[Opening MATERIAL TO PROCESS section]
//! Tests for slot scheduling HTTP handlers.

use super::*;
use crate::domain::ports::{MockScheduleCommand, MockScheduleQuery};
use crate::domain::SlotTime;
use crate::domain::ports::OpenSlot;
use crate::inbound::http::auth::verify_code;
use crate::inbound::http::state::HttpStatePorts;
use crate::inbound::http::test_utils::{login_cookie, test_session_middleware};
use actix_web::http::StatusCode;
use actix_web::{App, test as actix_test};
use chrono::{NaiveDate, Utc};
use serde_json::{Value, json};
use std::sync::Arc;

fn test_app(
    state: HttpState,
) -> App<
    impl actix_web::dev::ServiceFactory<
        actix_web::dev::ServiceRequest,
        Config = (),
        Response = actix_web::dev::ServiceResponse,
        Error = actix_web::Error,
        InitError = (),
    >,
> {
    App::new()
        .app_data(web::Data::new(state))
        .wrap(test_session_middleware())
        .service(
            web::scope("/api/v1")
                .service(verify_code)
                .service(configure_day)
                .service(open_slots)
                .service(appointments)
                .service(hold_slot)
                .service(confirm_hold)
                .service(release_hold)
                .service(reassign)
                .service(cancel_reservation)
                .service(mass_cancel)
                .service(get_managed)
                .service(cancel_managed),
        )
}

fn with_schedule(command: MockScheduleCommand) -> HttpState {
    HttpState::new(HttpStatePorts {
        schedule: Arc::new(command),
        ..HttpStatePorts::default()
    })
}

fn day() -> NaiveDate {
    NaiveDate::from_ymd_opt(2026, 3, 2).expect("valid date")
}

fn time(raw: &str) -> SlotTime {
    raw.parse().expect("valid time")
}

#[actix_web::test]
async fn hold_returns_token_and_expiry() {
    let mut command = MockScheduleCommand::new();
    command
        .expect_hold()
        .withf(|key| key.site_id == SiteId::new(1) && key.time.minutes() == 435)
        .times(1)
        .returning(|_| {
            Ok(Hold {
                token: HoldToken::generate(),
                expires_at: Utc::now(),
            })
        });
    let app = actix_test::init_service(test_app(with_schedule(command))).await;

    let res = actix_test::call_service(
        &app,
        actix_test::TestRequest::post()
            .uri("/api/v1/schedule/holds")
            .set_json(json!({"siteId": 1, "date": "2026-03-02", "time": "07:15"}))
            .to_request(),
    )
    .await;

    assert_eq!(res.status(), StatusCode::CREATED);
    let body: Value = actix_test::read_body_json(res).await;
    assert!(body["token"].is_string());
    assert!(body["expiresAt"].is_string());
}

#[actix_web::test]
async fn held_slot_is_a_conflict() {
    let mut command = MockScheduleCommand::new();
    command
        .expect_hold()
        .returning(|_| Err(Error::conflict("slot is already held")));
    let app = actix_test::init_service(test_app(with_schedule(command))).await;

    let res = actix_test::call_service(
        &app,
        actix_test::TestRequest::post()
            .uri("/api/v1/schedule/holds")
            .set_json(json!({"siteId": 1, "date": "2026-03-02", "time": "07:15"}))
            .to_request(),
    )
    .await;

    assert_eq!(res.status(), StatusCode::CONFLICT);
    let body: Value = actix_test::read_body_json(res).await;
    assert_eq!(body["code"], "conflict");
}

#[actix_web::test]
async fn malformed_time_names_the_field() {
    let app = actix_test::init_service(test_app(with_schedule(MockScheduleCommand::new()))).await;

    let res = actix_test::call_service(
        &app,
        actix_test::TestRequest::post()
            .uri("/api/v1/schedule/holds")
            .set_json(json!({"siteId": 1, "date": "2026-03-02", "time": "quarter past"}))
            .to_request(),
    )
    .await;

    assert_eq!(res.status(), StatusCode::BAD_REQUEST);
    let body: Value = actix_test::read_body_json(res).await;
    assert_eq!(body["details"]["field"], "time");
}

#[actix_web::test]
async fn expired_hold_confirmation_is_gone() {
    let app = actix_test::init_service(test_app(crate::inbound::http::test_utils::fixture_state()))
        .await;

    let res = actix_test::call_service(
        &app,
        actix_test::TestRequest::post()
            .uri(&format!(
                "/api/v1/schedule/holds/{}/confirm",
                HoldToken::generate()
            ))
            .set_json(json!({"driverName": "Pat"}))
            .to_request(),
    )
    .await;

    assert_eq!(res.status(), StatusCode::GONE);
}

#[actix_web::test]
async fn confirm_passes_cleaned_details() {
    let mut command = MockScheduleCommand::new();
    command
        .expect_confirm()
        .withf(|_, details| {
            details.driver_name.as_deref() == Some("Pat")
                && details.license_plate.is_none()
                && details.est_unit.as_deref() == Some("BU")
        })
        .times(1)
        .returning(|_, _| {
            Ok(Confirmation {
                reservation_id: ReservationId::new(17),
                manage_token: ManageToken::generate(),
                slot_time: "07:15".parse().expect("valid time"),
            })
        });
    let app = actix_test::init_service(test_app(with_schedule(command))).await;

    let res = actix_test::call_service(
        &app,
        actix_test::TestRequest::post()
            .uri(&format!(
                "/api/v1/schedule/holds/{}/confirm",
                HoldToken::generate()
            ))
            .set_json(json!({"driverName": " Pat ", "licensePlate": "  ", "estUnit": "bu"}))
            .to_request(),
    )
    .await;

    assert_eq!(res.status(), StatusCode::CREATED);
    let body: Value = actix_test::read_body_json(res).await;
    assert_eq!(body["reservationId"], 17);
    assert_eq!(body["slotTime"], "07:15");
}

#[actix_web::test]
async fn configure_day_requires_login() {
    let app = actix_test::init_service(test_app(with_schedule(MockScheduleCommand::new()))).await;

    let res = actix_test::call_service(
        &app,
        actix_test::TestRequest::put()
            .uri("/api/v1/schedule/day")
            .set_json(json!({
                "siteId": 1,
                "date": "2026-03-02",
                "openTime": "07:00",
                "closeTime": "17:00",
                "loadsTarget": 40
            }))
            .to_request(),
    )
    .await;

    assert_eq!(res.status(), StatusCode::UNAUTHORIZED);
}

#[actix_web::test]
async fn configure_day_reports_interval() {
    let mut command = MockScheduleCommand::new();
    command
        .expect_configure_day()
        .withf(|request| {
            request.date == day()
                && request.open_time == time("07:00")
                && request.close_time == time("17:00")
                && request.workins_per_hour == 2
                && !request.paused
        })
        .times(1)
        .returning(|_| {
            Ok(DayConfigured {
                interval_min: 15,
                slots_generated: 41,
                slots_created: 41,
            })
        });
    let app = actix_test::init_service(test_app(with_schedule(command))).await;
    let cookie = login_cookie(&app).await;

    let res = actix_test::call_service(
        &app,
        actix_test::TestRequest::put()
            .uri("/api/v1/schedule/day")
            .cookie(cookie)
            .set_json(json!({
                "siteId": 1,
                "date": "2026-03-02",
                "openTime": "07:00",
                "closeTime": "17:00",
                "loadsTarget": 40,
                "workinsPerHour": 2
            }))
            .to_request(),
    )
    .await;

    assert_eq!(res.status(), StatusCode::OK);
    let body: Value = actix_test::read_body_json(res).await;
    assert_eq!(body["intervalMin"], 15);
    assert_eq!(body["slotsCreated"], 41);
}

#[actix_web::test]
async fn open_slots_parse_the_date() {
    let mut query = MockScheduleQuery::new();
    query
        .expect_open_slots()
        .withf(|site, date| *site == SiteId::new(2) && *date == Some(day()))
        .times(1)
        .returning(|site_id, date| {
            Ok(OpenSlots {
                site_id,
                date: date.unwrap_or_else(day),
                paused: true,
                slots: vec![OpenSlot {
                    time: "07:00".parse().expect("valid time"),
                    is_workin: false,
                }],
            })
        });
    let state = HttpState::new(HttpStatePorts {
        schedule_query: Arc::new(query),
        ..HttpStatePorts::default()
    });
    let app = actix_test::init_service(test_app(state)).await;

    let res = actix_test::call_service(
        &app,
        actix_test::TestRequest::get()
            .uri("/api/v1/schedule/open-slots?siteId=2&date=2026-03-02")
            .to_request(),
    )
    .await;

    assert_eq!(res.status(), StatusCode::OK);
    let body: Value = actix_test::read_body_json(res).await;
    assert_eq!(body["paused"], true);
    assert_eq!(body["slots"][0]["time"], "07:00");
    assert_eq!(body["slots"][0]["isWorkin"], false);
}

#[actix_web::test]
async fn mass_cancel_reports_submitted_count() {
    let mut command = MockScheduleCommand::new();
    command
        .expect_mass_cancel()
        .withf(|site, date, ids| {
            *site == SiteId::new(1)
                && *date == day()
                && ids
                    == &vec![
                        ReservationId::new(1),
                        ReservationId::new(2),
                        ReservationId::new(3),
                    ]
        })
        .times(1)
        .returning(|_, _, ids| Ok(MassCancelOutcome { canceled: ids.len() }));
    let app = actix_test::init_service(test_app(with_schedule(command))).await;
    let cookie = login_cookie(&app).await;

    let res = actix_test::call_service(
        &app,
        actix_test::TestRequest::post()
            .uri("/api/v1/reservations/mass-cancel")
            .cookie(cookie)
            .set_json(json!({"siteId": 1, "date": "2026-03-02", "reservationIds": [1, 2, 3]}))
            .to_request(),
    )
    .await;

    assert_eq!(res.status(), StatusCode::OK);
    let body: Value = actix_test::read_body_json(res).await;
    assert_eq!(body["canceled"], 3);
}

#[actix_web::test]
async fn reassign_onto_taken_slot_is_a_conflict() {
    let mut command = MockScheduleCommand::new();
    command
        .expect_reassign()
        .withf(|id, target| *id == ReservationId::new(9) && target.minutes() == 570)
        .times(1)
        .returning(|_, _| Err(Error::conflict("target slot unavailable")));
    let app = actix_test::init_service(test_app(with_schedule(command))).await;
    let cookie = login_cookie(&app).await;

    let res = actix_test::call_service(
        &app,
        actix_test::TestRequest::post()
            .uri("/api/v1/reservations/9/reassign")
            .cookie(cookie)
            .set_json(json!({"slotTime": "09:30"}))
            .to_request(),
    )
    .await;

    assert_eq!(res.status(), StatusCode::CONFLICT);
}

#[actix_web::test]
async fn unknown_manage_token_is_not_found() {
    let app = actix_test::init_service(test_app(crate::inbound::http::test_utils::fixture_state()))
        .await;

    let res = actix_test::call_service(
        &app,
        actix_test::TestRequest::delete()
            .uri(&format!("/api/v1/manage/{}", ManageToken::generate()))
            .to_request(),
    )
    .await;

    assert_eq!(res.status(), StatusCode::NOT_FOUND);
}

#[actix_web::test]
async fn release_always_succeeds() {
    let app = actix_test::init_service(test_app(crate::inbound::http::test_utils::fixture_state()))
        .await;

    let res = actix_test::call_service(
        &app,
        actix_test::TestRequest::delete()
            .uri(&format!("/api/v1/schedule/holds/{}", HoldToken::generate()))
            .to_request(),
    )
    .await;

    assert_eq!(res.status(), StatusCode::NO_CONTENT);
}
[Closing MATERIAL TO PROCESS section]
TASK ITEM>
Find the lines in the entries above where "reservations" occurs, and copy each of them.

TASK RESULT>
            .uri("/api/v1/reservations/mass-cancel")
            .uri("/api/v1/reservations/9/reassign")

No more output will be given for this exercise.